● **Required work**:
The lines needed are those from the start of the records through the line holding "pub enum PollMode", each copied exactly.

===== Exercise material =====

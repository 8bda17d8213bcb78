use std::future::Future;
use std::sync::Arc;
use std::time::Duration;

use anyhow::{Context, Result};
use chrono::{DateTime, Utc};
use statsfut_storage::MatchStore;
use tracing::{error, info, info_span, warn, Instrument};
use uuid::Uuid;

use crate::config::PollerConfig;
use crate::updater::{MatchUpdater, UpdateMode};

#[derive(Debug, Clone, Copy, PartialEq, Eq)]
pub enum PollMode {
    /// Live or imminent fixtures: refresh every cycle.
    Active,
    /// Nothing going on: only check occasionally.
    Idle,
}

impl PollMode {
    pub fn label(self) -> &'static str {
        match self {
            PollMode::Active => "ACTIVE",
            PollMode::Idle => "IDLE",
        }
    }
}

/// Everything the loop remembers between cycles. Lost on restart.
#[derive(Debug, Clone, PartialEq, Eq)]
pub struct PollerState {
    last_full_sync: Option<DateTime<Utc>>,
    mode: PollMode,
}

impl Default for PollerState {
    fn default() -> Self {
        Self {
            last_full_sync: None,
            mode: PollMode::Idle,
        }
    }
}

impl PollerState {
    pub fn mode(&self) -> PollMode {
        self.mode
    }

    pub fn last_full_sync(&self) -> Option<DateTime<Utc>> {
        self.last_full_sync
    }

    pub fn full_sync_due(&self, now: DateTime<Utc>, interval: chrono::Duration) -> bool {
        match self.last_full_sync {
            None => true,
            Some(last) => now - last > interval,
        }
    }

    pub fn record_full_sync(&mut self, at: DateTime<Utc>) {
        self.last_full_sync = Some(at);
    }

    /// Folds one predicate reading into the mode. Returns the new mode only
    /// when it differs from the previous one.
    pub fn observe(&mut self, has_active: bool) -> Option<PollMode> {
        let next = if has_active {
            PollMode::Active
        } else {
            PollMode::Idle
        };
        if next == self.mode {
            return None;
        }
        self.mode = next;
        Some(next)
    }
}

#[derive(Debug, Clone, PartialEq, Eq)]
pub struct CycleOutcome {
    pub full_sync_attempted: bool,
    pub full_sync_succeeded: bool,
    pub live_update_attempted: bool,
    pub mode: PollMode,
    pub mode_changed: bool,
    pub sleep_for: Duration,
}

/// Adaptive refresh loop: hourly full syncs, live updates only while
/// something is being played or about to kick off.
pub struct SmartPoller {
    store: Arc<dyn MatchStore>,
    updater: Arc<dyn MatchUpdater>,
    config: PollerConfig,
    state: PollerState,
}

impl SmartPoller {
    pub fn new(
        store: Arc<dyn MatchStore>,
        updater: Arc<dyn MatchUpdater>,
        config: PollerConfig,
    ) -> Self {
        Self {
            store,
            updater,
            config,
            state: PollerState::default(),
        }
    }

    pub fn state(&self) -> &PollerState {
        &self.state
    }

    pub fn interval_for(&self, mode: PollMode) -> Duration {
        match mode {
            PollMode::Active => self.config.active_interval,
            PollMode::Idle => self.config.idle_interval,
        }
    }

    /// Runs one iteration against the given wall-clock time. Only a failure
    /// to read match activity is returned; updater failures are logged and
    /// retried next cycle.
    pub async fn cycle(&mut self, now: DateTime<Utc>) -> Result<CycleOutcome> {
        let mut full_sync_attempted = false;
        let mut full_sync_succeeded = false;

        if self.state.full_sync_due(now, self.config.full_sync_interval) {
            full_sync_attempted = true;
            info!("starting full sync (results + calendar)");
            match self.updater.run(UpdateMode::Upcoming).await {
                Ok(()) => {
                    self.state.record_full_sync(now);
                    full_sync_succeeded = true;
                    info!("full sync finished");
                }
                Err(err) => error!(error = %err, "full sync failed"),
            }
        }

        let has_active = self
            .store
            .has_active_matches(now, self.config.upcoming_buffer)
            .await
            .context("checking for live or upcoming matches")?;

        let live_update_attempted = has_active;
        if has_active {
            info!("active matches detected, running live update");
            if let Err(err) = self.updater.run(UpdateMode::Live).await {
                error!(error = %err, "live update failed");
            }
        } else {
            info!("no live or upcoming matches, skipping API call");
        }

        let changed = self.state.observe(has_active);
        let mode = self.state.mode();
        let sleep_for = self.interval_for(mode);
        if let Some(entered) = changed {
            info!(
                mode = entered.label(),
                interval_secs = sleep_for.as_secs(),
                "entering {} mode",
                entered.label()
            );
        }

        Ok(CycleOutcome {
            full_sync_attempted,
            full_sync_succeeded,
            live_update_attempted,
            mode,
            mode_changed: changed.is_some(),
            sleep_for,
        })
    }

    /// Loops until Ctrl-C.
    pub async fn run_until_shutdown(&mut self) {
        self.run_until(async {
            if let Err(err) = tokio::signal::ctrl_c().await {
                warn!(error = %err, "could not listen for Ctrl-C; running until killed");
                std::future::pending::<()>().await;
            }
        })
        .await
    }

    /// Loops until `shutdown` resolves. A failed cycle is followed by the
    /// fixed fatal backoff instead of the regular interval.
    pub async fn run_until<F>(&mut self, shutdown: F)
    where
        F: Future<Output = ()>,
    {
        self.log_banner();
        let fatal_backoff = self.config.fatal_backoff;
        tokio::pin!(shutdown);

        loop {
            let cycle_id = Uuid::new_v4();
            let span = info_span!("poll_cycle", %cycle_id);
            let pause = tokio::select! {
                _ = &mut shutdown => break,
                result = self.cycle(Utc::now()).instrument(span) => match result {
                    Ok(outcome) => outcome.sleep_for,
                    Err(err) => {
                        error!(
                            %cycle_id,
                            error = %format!("{err:#}"),
                            backoff_secs = fatal_backoff.as_secs(),
                            "poll cycle failed, backing off"
                        );
                        fatal_backoff
                    }
                },
            };

            tokio::select! {
                _ = &mut shutdown => break,
                _ = tokio::time::sleep(pause) => {}
            }
        }

        info!("smart poller stopped");
    }

    fn log_banner(&self) {
        info!(
            idle_interval_secs = self.config.idle_interval.as_secs(),
            active_interval_secs = self.config.active_interval.as_secs(),
            full_sync_interval_secs = self.config.full_sync_interval.num_seconds(),
            upcoming_buffer_minutes = self.config.upcoming_buffer.num_minutes(),
            "smart poller starting"
        );
    }
}

#[cfg(test)]
mod tests {
    use super::*;
    use async_trait::async_trait;
    use chrono::TimeZone;
    use statsfut_core::{MatchRecord, MatchStatus};
    use statsfut_storage::{MemoryMatchStore, StoreError};
    use std::sync::atomic::{AtomicUsize, Ordering as AtomicOrdering};
    use std::sync::Mutex;

    use crate::updater::UpdateError;

    #[derive(Default)]
    struct RecordingUpdater {
        calls: Mutex<Vec<UpdateMode>>,
        fail_upcoming: bool,
    }

    impl RecordingUpdater {
        fn calls(&self) -> Vec<UpdateMode> {
            self.calls.lock().unwrap().clone()
        }
    }

    #[async_trait]
    impl MatchUpdater for RecordingUpdater {
        async fn run(&self, mode: UpdateMode) -> Result<(), UpdateError> {
            self.calls.lock().unwrap().push(mode);
            if self.fail_upcoming && mode == UpdateMode::Upcoming {
                return Err(UpdateError::TimedOut {
                    command: "fake".into(),
                    timeout: Duration::from_secs(1),
                });
            }
            Ok(())
        }
    }

    /// Fails every activity check and counts how often it was asked.
    #[derive(Default)]
    struct BrokenStore {
        checks: AtomicUsize,
    }

    impl BrokenStore {
        fn checks(&self) -> usize {
            self.checks.load(AtomicOrdering::SeqCst)
        }
    }

    #[async_trait]
    impl MatchStore for BrokenStore {
        async fn duplicate_candidates(&self) -> Result<Vec<MatchRecord>, StoreError> {
            Err(StoreError::InvalidTableName("gone".into()))
        }

        async fn delete_matches(&self, _ids: &[i64]) -> Result<u64, StoreError> {
            Err(StoreError::InvalidTableName("gone".into()))
        }

        async fn has_active_matches(
            &self,
            _now: DateTime<Utc>,
            _upcoming_buffer: chrono::Duration,
        ) -> Result<bool, StoreError> {
            self.checks.fetch_add(1, AtomicOrdering::SeqCst);
            Err(StoreError::InvalidTableName("gone".into()))
        }
    }

    fn t0() -> DateTime<Utc> {
        Utc.with_ymd_and_hms(2026, 6, 14, 12, 0, 0).single().unwrap()
    }

    fn fixture(id: i64, status: MatchStatus, kickoff: DateTime<Utc>) -> MatchRecord {
        MatchRecord {
            id,
            home_team: "Atletico-MG".into(),
            away_team: "Cruzeiro".into(),
            date: kickoff,
            status,
            api_id: Some(format!("api-{id}")),
        }
    }

    fn poller(store: Arc<dyn MatchStore>, updater: Arc<RecordingUpdater>) -> SmartPoller {
        SmartPoller::new(store, updater, PollerConfig::default())
    }

    #[test]
    fn full_sync_due_on_first_cycle_then_after_interval() {
        let interval = chrono::Duration::seconds(3600);
        let mut state = PollerState::default();
        assert!(state.full_sync_due(t0(), interval));

        state.record_full_sync(t0());
        assert!(!state.full_sync_due(t0() + chrono::Duration::seconds(1800), interval));
        assert!(!state.full_sync_due(t0() + chrono::Duration::seconds(3600), interval));
        assert!(state.full_sync_due(t0() + chrono::Duration::seconds(3601), interval));
    }

    #[test]
    fn mode_changes_are_reported_once() {
        let mut state = PollerState::default();
        let readings = [false, true, true, true, false, false, true];
        let changes = readings
            .iter()
            .map(|active| state.observe(*active))
            .collect::<Vec<_>>();
        assert_eq!(
            changes,
            vec![
                None,
                Some(PollMode::Active),
                None,
                None,
                Some(PollMode::Idle),
                None,
                Some(PollMode::Active),
            ]
        );
    }

    #[tokio::test]
    async fn idle_cycle_skips_live_update_and_sleeps_long() {
        let store = Arc::new(MemoryMatchStore::new(vec![fixture(
            1,
            MatchStatus::Scheduled,
            t0() + chrono::Duration::hours(5),
        )]));
        let updater = Arc::new(RecordingUpdater::default());
        let mut poller = poller(store, updater.clone());

        let outcome = poller.cycle(t0()).await.unwrap();
        assert!(outcome.full_sync_attempted);
        assert!(outcome.full_sync_succeeded);
        assert!(!outcome.live_update_attempted);
        assert_eq!(outcome.mode, PollMode::Idle);
        assert!(!outcome.mode_changed);
        assert_eq!(outcome.sleep_for, Duration::from_secs(300));
        assert_eq!(updater.calls(), vec![UpdateMode::Upcoming]);
    }

    #[tokio::test]
    async fn active_cycle_runs_live_update_and_sleeps_short() {
        let store = Arc::new(MemoryMatchStore::new(vec![fixture(
            1,
            MatchStatus::SecondHalf,
            t0() - chrono::Duration::hours(1),
        )]));
        let updater = Arc::new(RecordingUpdater::default());
        let mut poller = poller(store, updater.clone());

        let first = poller.cycle(t0()).await.unwrap();
        assert!(first.mode_changed);
        assert_eq!(first.mode, PollMode::Active);
        assert_eq!(first.sleep_for, Duration::from_secs(60));

        let second = poller
            .cycle(t0() + chrono::Duration::seconds(60))
            .await
            .unwrap();
        assert!(!second.full_sync_attempted);
        assert!(!second.mode_changed);
        assert_eq!(
            updater.calls(),
            vec![UpdateMode::Upcoming, UpdateMode::Live, UpdateMode::Live]
        );
    }

    #[tokio::test]
    async fn failed_full_sync_is_retried_next_cycle() {
        let store = Arc::new(MemoryMatchStore::default());
        let updater = Arc::new(RecordingUpdater {
            fail_upcoming: true,
            ..Default::default()
        });
        let mut poller = poller(store, updater.clone());

        let first = poller.cycle(t0()).await.unwrap();
        assert!(first.full_sync_attempted);
        assert!(!first.full_sync_succeeded);
        assert_eq!(poller.state().last_full_sync(), None);

        let second = poller
            .cycle(t0() + chrono::Duration::seconds(300))
            .await
            .unwrap();
        assert!(second.full_sync_attempted);
    }

    #[tokio::test]
    async fn store_failure_fails_the_cycle() {
        let updater = Arc::new(RecordingUpdater::default());
        let mut poller = poller(Arc::new(BrokenStore::default()), updater.clone());
        let err = poller.cycle(t0()).await.unwrap_err();
        assert!(format!("{err:#}").contains("checking for live or upcoming matches"));
        // The full sync still ran before the activity check.
        assert_eq!(updater.calls(), vec![UpdateMode::Upcoming]);
    }

    async fn cycles_before_shutdown(fatal_backoff: Duration) -> (usize, Vec<UpdateMode>) {
        let store = Arc::new(BrokenStore::default());
        let updater = Arc::new(RecordingUpdater::default());
        let config = PollerConfig {
            fatal_backoff,
            ..PollerConfig::default()
        };
        let mut poller = SmartPoller::new(store.clone(), updater.clone(), config);
        poller
            .run_until(tokio::time::sleep(Duration::from_secs(150)))
            .await;
        (store.checks(), updater.calls())
    }

    #[tokio::test(start_paused = true)]
    async fn failed_cycles_wait_the_fatal_backoff() {
        // Cycles at t=0, 60 and 120; shutdown lands during the third pause.
        let (cycles, calls) = cycles_before_shutdown(Duration::from_secs(60)).await;
        assert_eq!(cycles, 3);
        // Wall-clock time barely moves, so only the first cycle syncs.
        assert_eq!(calls, vec![UpdateMode::Upcoming]);
    }

    #[tokio::test(start_paused = true)]
    async fn longer_backoff_means_fewer_cycles() {
        let (cycles, _) = cycles_before_shutdown(Duration::from_secs(300)).await;
        assert_eq!(cycles, 1);
    }
}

=====

● **Result for this exercise**:
repository 8bda17d8213bcb78
use std::future::Future;
use std::sync::Arc;
use std::time::Duration;

use anyhow::{Context, Result};
use chrono::{DateTime, Utc};
use statsfut_storage::MatchStore;
use tracing::{error, info, info_span, warn, Instrument};
use uuid::Uuid;

use crate::config::PollerConfig;
use crate::updater::{MatchUpdater, UpdateMode};

#[derive(Debug, Clone, Copy, PartialEq, Eq)]
pub enum PollMode {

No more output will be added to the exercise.